The result is that this has set the pace for religious politics in the country. The fact that political parties are still formed based on religious (geographical) divides, and efforts are  still being made deliberately to balance positions within political parties along religious divide only confirms religious politics in Nigeria. Another way to note this is deciphering the origins of most top government functionaries.
Religious politics has in Nigeria’s 58 years proven to be a key factor of under-development as it encourages people being appointed to positions of trust just for the reason of them being of the same religion as the President, without recourse to their competence. It has also comes to play in political leanings in which incompetent persons are handed positions for which they have little understanding of.

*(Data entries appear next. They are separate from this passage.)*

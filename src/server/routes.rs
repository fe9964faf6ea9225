use std::sync::Arc;

use axum::body::Bytes;
use axum::extract::{Path, State};
use axum::http::{HeaderValue, StatusCode};
use axum::response::IntoResponse;
use axum::routing::{get, post};
use axum::{Json, Router};
use tower_http::cors::{AllowHeaders, AllowMethods, AllowOrigin, CorsLayer};
use tower_http::trace::TraceLayer;

use crate::config::Settings;
use crate::damage::{calculate, DamageCalculationResult};
use crate::data::{Character, CharacterRepository};
use crate::server::api::{self, ApiError, HealthResponse, RootResponse};

/// Shared per-process state handed to every handler.
#[derive(Clone)]
pub struct AppState {
    pub repository: Arc<CharacterRepository>,
    pub settings: Arc<Settings>,
}

impl AppState {
    pub fn new(repository: Arc<CharacterRepository>, settings: Settings) -> Self {
        Self {
            repository,
            settings: Arc::new(settings),
        }
    }
}

pub fn router(state: AppState) -> Router {
    let cors = cors_layer(&state.settings.allowed_origins);

    Router::new()
        .route("/", get(root))
        .route("/health", get(health))
        .route("/api/calculate-damage", post(calculate_damage))
        .route("/api/characters", get(list_characters))
        .route("/api/characters/:character_id", get(get_character))
        .fallback(route_not_found)
        .layer(TraceLayer::new_for_http())
        .layer(cors)
        .with_state(state)
}

/// Credentials are allowed, so a `*` entry mirrors the caller's origin instead of
/// sending a literal wildcard.
pub fn cors_layer(allowed_origins: &[String]) -> CorsLayer {
    let allow_origin = if allowed_origins.iter().any(|origin| origin == "*") {
        AllowOrigin::mirror_request()
    } else {
        let origins: Vec<HeaderValue> = allowed_origins
            .iter()
            .filter_map(|origin| match HeaderValue::from_str(origin) {
                Ok(value) => Some(value),
                Err(_) => {
                    tracing::warn!(origin = %origin, "ignoring invalid CORS origin");
                    None
                }
            })
            .collect();
        AllowOrigin::list(origins)
    };

    CorsLayer::new()
        .allow_origin(allow_origin)
        .allow_credentials(true)
        .allow_methods(AllowMethods::mirror_request())
        .allow_headers(AllowHeaders::mirror_request())
}

async fn root(State(state): State<AppState>) -> Json<RootResponse> {
    Json(api::root_payload(&state.settings))
}

async fn health() -> Json<HealthResponse> {
    Json(api::health_payload())
}

async fn calculate_damage(
    State(state): State<AppState>,
    body: Bytes,
) -> Result<Json<DamageCalculationResult>, ApiError> {
    let request = api::parse_calculation_request(&body)?;

    let character = state
        .repository
        .get_character(&request.character_id)
        .await
        .ok_or_else(|| ApiError::CharacterNotFound(request.character_id.clone()))?;

    let result = calculate(&request, &character);
    if !result.is_finite() {
        return Err(ApiError::Calculation(format!(
            "non-finite result for character '{}' (attack_count={})",
            character.id,
            request.attack_count()
        )));
    }

    Ok(Json(result))
}

async fn list_characters(State(state): State<AppState>) -> Json<Vec<Character>> {
    Json(state.repository.get_characters().await)
}

async fn get_character(
    State(state): State<AppState>,
    Path(character_id): Path<String>,
) -> Result<Json<Character>, ApiError> {
    match state.repository.get_character(&character_id).await {
        Some(character) => Ok(Json(character)),
        None => Err(ApiError::CharacterNotFound(character_id)),
    }
}

async fn route_not_found() -> impl IntoResponse {
    (StatusCode::NOT_FOUND, Json(api::route_not_found_payload()))
}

The late playwright, Chinua Achebe summed it up in his book, “The Trouble with Nigeria”, when he said the county’s problem “is simply and squarely a failure of leadership. There is nothing basically wrong with the Nigerian character. There is nothing wrong with the Nigerian land, climate, water, air, or anything else. The Nigerian problem is the unwillingness or inability of its leaders to rise to their responsibility, to the challenge of personal example, which is the hallmark of true leadership”.
Consequently, the state of Nigeria’s pitiable socio-economic development has been a direct consequence of the actions and inactions of the leadership class that has managed the affairs and wealth of the country since independence. The result is that at 58, Nigeria is still yet to find her fit as the acclaimed “Giant of Africa”.

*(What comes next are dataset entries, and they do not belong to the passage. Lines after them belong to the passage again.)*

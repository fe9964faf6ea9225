//! Time-bounded in-memory cache keyed by string.
//!
//! Entries carry their insertion timestamp. A read that finds an entry older than the TTL
//! evicts it and reports a miss; there is no background sweeper. Read, expiry check and
//! eviction happen under one lock acquisition.

use std::collections::HashMap;
use std::sync::{Arc, Mutex, MutexGuard, PoisonError};
use std::time::Duration as StdDuration;

use chrono::{DateTime, Duration, Utc};

/// Upper bound for configured TTLs (roughly 100 years), keeps `Duration` arithmetic in range.
pub const MAX_TTL_SECS: u64 = 100 * 365 * 24 * 60 * 60;

/// Source of "now" for expiry checks.
pub trait Clock: Send + Sync {
    fn now(&self) -> DateTime<Utc>;
}

#[derive(Debug, Clone, Copy, Default)]
pub struct SystemClock;

impl Clock for SystemClock {
    fn now(&self) -> DateTime<Utc> {
        Utc::now()
    }
}

/// Clock that only moves when told to. Used to exercise expiry deterministically.
#[derive(Debug)]
pub struct ManualClock {
    now: Mutex<DateTime<Utc>>,
}

impl ManualClock {
    pub fn new(start: DateTime<Utc>) -> Self {
        Self {
            now: Mutex::new(start),
        }
    }

    pub fn advance(&self, by: Duration) {
        let mut now = self.now.lock().unwrap_or_else(PoisonError::into_inner);
        *now += by;
    }
}

impl Clock for ManualClock {
    fn now(&self) -> DateTime<Utc> {
        *self.now.lock().unwrap_or_else(PoisonError::into_inner)
    }
}

#[derive(Debug, Clone)]
struct CacheEntry<V> {
    value: V,
    inserted_at: DateTime<Utc>,
}

pub struct TtlCache<V> {
    ttl: Duration,
    clock: Arc<dyn Clock>,
    entries: Mutex<HashMap<String, CacheEntry<V>>>,
}

impl<V: Clone> TtlCache<V> {
    /// `ttl` keeps its sub-second precision; values beyond [MAX_TTL_SECS] are clamped.
    pub fn new(ttl: StdDuration, clock: Arc<dyn Clock>) -> Self {
        let max_ttl = Duration::seconds(MAX_TTL_SECS as i64);
        let ttl = Duration::from_std(ttl).map_or(max_ttl, |ttl| ttl.min(max_ttl));
        Self {
            ttl,
            clock,
            entries: Mutex::new(HashMap::new()),
        }
    }

    /// Returns a clone of the live value for `key`. An entry aged strictly more than
    /// the TTL is removed and treated as absent.
    pub fn get(&self, key: &str) -> Option<V> {
        let now = self.clock.now();
        let mut entries = self.lock();
        let expired = match entries.get(key) {
            None => return None,
            Some(entry) => now - entry.inserted_at > self.ttl,
        };
        if expired {
            entries.remove(key);
            tracing::debug!(key, "cache entry expired");
            return None;
        }
        entries.get(key).map(|entry| entry.value.clone())
    }

    /// Stores `value` stamped with the current time, replacing any previous entry.
    pub fn insert(&self, key: impl Into<String>, value: V) {
        let key = key.into();
        let inserted_at = self.clock.now();
        tracing::debug!(key = %key, "cache store");
        self.lock().insert(key, CacheEntry { value, inserted_at });
    }

    pub fn invalidate(&self, key: &str) -> bool {
        self.lock().remove(key).is_some()
    }

    pub fn clear(&self) {
        self.lock().clear();
    }

    /// Number of stored entries, including expired ones not yet read.
    pub fn len(&self) -> usize {
        self.lock().len()
    }

    pub fn is_empty(&self) -> bool {
        self.len() == 0
    }

    // Entries are plain values; a panic elsewhere cannot leave one half-written.
    fn lock(&self) -> MutexGuard<'_, HashMap<String, CacheEntry<V>>> {
        self.entries.lock().unwrap_or_else(PoisonError::into_inner)
    }
}

#[cfg(test)]
mod tests {
    use super::*;
    use chrono::TimeZone;

    fn start() -> DateTime<Utc> {
        Utc.with_ymd_and_hms(2024, 1, 1, 0, 0, 0)
            .single()
            .expect("valid start time")
    }

    #[test]
    fn entry_is_live_up_to_and_including_ttl() {
        let clock = Arc::new(ManualClock::new(start()));
        let cache = TtlCache::new(StdDuration::from_secs(60), clock.clone());
        cache.insert("k", 7);

        clock.advance(Duration::seconds(60));
        assert_eq!(cache.get("k"), Some(7));
    }

    #[test]
    fn entry_past_ttl_is_evicted_on_read() {
        let clock = Arc::new(ManualClock::new(start()));
        let cache = TtlCache::new(StdDuration::from_secs(60), clock.clone());
        cache.insert("k", 7);

        clock.advance(Duration::seconds(60) + Duration::milliseconds(1));
        assert_eq!(cache.len(), 1, "eviction is lazy");
        assert_eq!(cache.get("k"), None);
        assert!(cache.is_empty());
    }

    #[test]
    fn reinsert_restarts_the_ttl_window() {
        let clock = Arc::new(ManualClock::new(start()));
        let cache = TtlCache::new(StdDuration::from_secs(10), clock.clone());
        cache.insert("k", "old");
        clock.advance(Duration::seconds(8));
        cache.insert("k", "new");
        clock.advance(Duration::seconds(8));

        assert_eq!(cache.get("k"), Some("new"));
    }

    #[test]
    fn sub_second_ttl_is_kept() {
        let clock = Arc::new(ManualClock::new(start()));
        let cache = TtlCache::new(StdDuration::from_millis(500), clock.clone());
        cache.insert("k", 7);

        clock.advance(Duration::milliseconds(400));
        assert_eq!(cache.get("k"), Some(7));

        clock.advance(Duration::milliseconds(200));
        assert_eq!(cache.get("k"), None);
    }

    #[test]
    fn oversized_ttl_is_clamped() {
        let clock = Arc::new(ManualClock::new(start()));
        let cache = TtlCache::new(StdDuration::MAX, clock.clone());
        cache.insert("k", 7);

        clock.advance(Duration::days(365));
        assert_eq!(cache.get("k"), Some(7));
    }

    #[test]
    fn invalidate_and_clear_remove_entries() {
        let cache = TtlCache::new(StdDuration::from_secs(60), Arc::new(SystemClock));
        cache.insert("a", 1);
        cache.insert("b", 2);

        assert!(cache.invalidate("a"));
        assert!(!cache.invalidate("a"));
        assert_eq!(cache.get("b"), Some(2));

        cache.clear();
        assert!(cache.is_empty());
    }
}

The situation is such that the numerous achievements of Nigerians the world over are greatly dwarfed by the bigger picture of the country, even as countries still respect individuals who have genuinely excelled in their fields of endeavour.
As Nigerians mark 58 years of nationhood, therefore, one key factor that should never cease to bother their leaders is how the country can truly allow the Rule of Law to take its rightful place: How can Separation of Powers be made functional? And, when shall the people truly enjoy their resources?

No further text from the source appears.